Unlike in the summer of 2011, when Obama negotiated with Boehner in an effort to pair a debt-ceiling increase with a broad deficit-reduction package of spending cuts and new tax revenue, the president has insisted he will no longer negotiate spending concessions in exchange for a higher ceiling.
That has left both sides without a clear strategy for how to proceed in what is likely to be a bitter and protracted fight.
In their letter, Reid, Sen. Dick Durbin, D-Ill., Sen. Charles Schumer, D-N.Y., and Sen.
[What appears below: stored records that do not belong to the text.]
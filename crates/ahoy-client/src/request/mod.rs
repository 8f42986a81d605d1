//! Request assembly: URL resolution, JSON body, interceptors, forced headers.

pub mod builder;
pub mod interceptor;

pub use builder::RequestBuilder;
pub use interceptor::{InterceptorChain, RequestInterceptor, StaticHeaders};
//! Explicit tracking context: every ambient dependency of the token store
//! and the client, injected at construction.

use std::fmt;
use std::path::Path;
use std::sync::Arc;

use ahoy_core::{AhoyConfig, AhoyResult, Clock, DeviceIdProvider, IdGenerator, KeyValueStore};
use ahoy_storage::{MemoryStore, SqliteStore};

use crate::environment::{MachineIdProvider, SystemClock, UuidGenerator};

#[derive(Clone)]
pub struct TrackingContext {
    pub clock: Arc<dyn Clock>,
    pub ids: Arc<dyn IdGenerator>,
    pub device_id: Arc<dyn DeviceIdProvider>,
    pub store: Arc<dyn KeyValueStore>,
}

impl TrackingContext {
    pub fn new(
        clock: Arc<dyn Clock>,
        ids: Arc<dyn IdGenerator>,
        device_id: Arc<dyn DeviceIdProvider>,
        store: Arc<dyn KeyValueStore>,
    ) -> Self {
        Self {
            clock,
            ids,
            device_id,
            store,
        }
    }

    /// System providers over the given store.
    pub fn system(store: Arc<dyn KeyValueStore>, device_id_namespace: &str) -> Self {
        Self::new(
            Arc::new(SystemClock),
            Arc::new(UuidGenerator),
            Arc::new(MachineIdProvider::new(device_id_namespace)),
            store,
        )
    }

    /// System providers over a process-local store.
    pub fn in_memory(device_id_namespace: &str) -> Self {
        Self::system(Arc::new(MemoryStore::new()), device_id_namespace)
    }

    /// System providers over the store named by `config.storage`: SQLite when
    /// a path is configured, memory otherwise.
    pub fn from_config(config: &AhoyConfig) -> AhoyResult<Self> {
        let store: Arc<dyn KeyValueStore> = match config.storage.path.as_deref() {
            Some(path) => Arc::new(SqliteStore::open(Path::new(path))?),
            None => Arc::new(MemoryStore::new()),
        };
        Ok(Self::system(store, &config.device_id_namespace))
    }

    pub fn with_clock(mut self, clock: Arc<dyn Clock>) -> Self {
        self.clock = clock;
        self
    }

    pub fn with_ids(mut self, ids: Arc<dyn IdGenerator>) -> Self {
        self.ids = ids;
        self
    }

    pub fn with_device_id(mut self, device_id: Arc<dyn DeviceIdProvider>) -> Self {
        self.device_id = device_id;
        self
    }

    pub fn with_store(mut self, store: Arc<dyn KeyValueStore>) -> Self {
        self.store = store;
        self
    }
}

impl fmt::Debug for TrackingContext {
    fn fmt(&self, f: &mut fmt::Formatter<'_>) -> fmt::Result {
        f.debug_struct("TrackingContext").finish_non_exhaustive()
    }
}
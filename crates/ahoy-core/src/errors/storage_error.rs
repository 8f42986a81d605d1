/// Persistence errors from a key-value store.
#[derive(Debug, thiserror::Error)]
pub enum StorageError {
    #[error("SQLite error: {message}")]
    SqliteError { message: String },

    #[error("failed to encode slot {key}: {reason}")]
    EncodingFailed { key: String, reason: String },

    #[error("storage backend unavailable: {reason}")]
    Unavailable { reason: String },
}
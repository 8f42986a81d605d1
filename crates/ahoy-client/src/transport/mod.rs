//! Transport layer: response validation and the default reqwest transport.

#[cfg(feature = "http")]
pub mod http_client;
pub mod validate;

#[cfg(feature = "http")]
pub use http_client::ReqwestTransport;
pub use validate::validate;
Patty Murray, D-Wash., indicate that they will support Obama if he moves without Congress.
They wrote that the GOP position to block a debt-limit increase unless Democrats agree to cuts in Medicare and Social Security is "outrageous and absurd."
They urge Obama to act unilaterally "in the event that Republicans make good on their threat by failing to act, or by moving unilaterally to pass a debt limit extension only as part of unbalanced or unreasonable legislation."
One option some congressional Democrats have long advocated would involve Obama invoking the 14th Amendment to the Constitution to declare congressional action unnecessary for raising the limit.
The amendment holds that the validity of the country's public debt "shall not be questioned." Some constitutional experts believe that statement means that Congress cannot tie the government's hands to borrow funds to meet obligations the government has already incurred.
The White House has indicated that Obama does not believe the Constitution gives him the right to ignore the congressionally imposed limit on borrowing.
Officials have been less definitive, however, about another route: allowing the Treasury Department to mint a trillion-dollar platinum coin to bolster the nation's assets. The seemingly wacky idea has been gaining traction in recent days because of a law that allows the Treasury to mint coins of any value.
Asked recently about the coin, White House press secretary Jay Carney pointedly refused to rule it out as an option -- though he repeatedly indicated that there "is no Plan B" to congressional action.
In his statement, McConnell called the coin idea "ridiculous" and accused Democrats of considering "outright abdication of Congressional responsibility" in order to avoid cutting spending. The letter from Senate leaders came a week after a similar suggestion from House Minority Leader Nancy Pelosi, D-Calif. She said last week that if she were president, she would invoke the 14th Amendment to raise the debt ceiling "in a second."
"I've made my view very clear on that subject," she said. But, she added, "I'm not the president of the United States."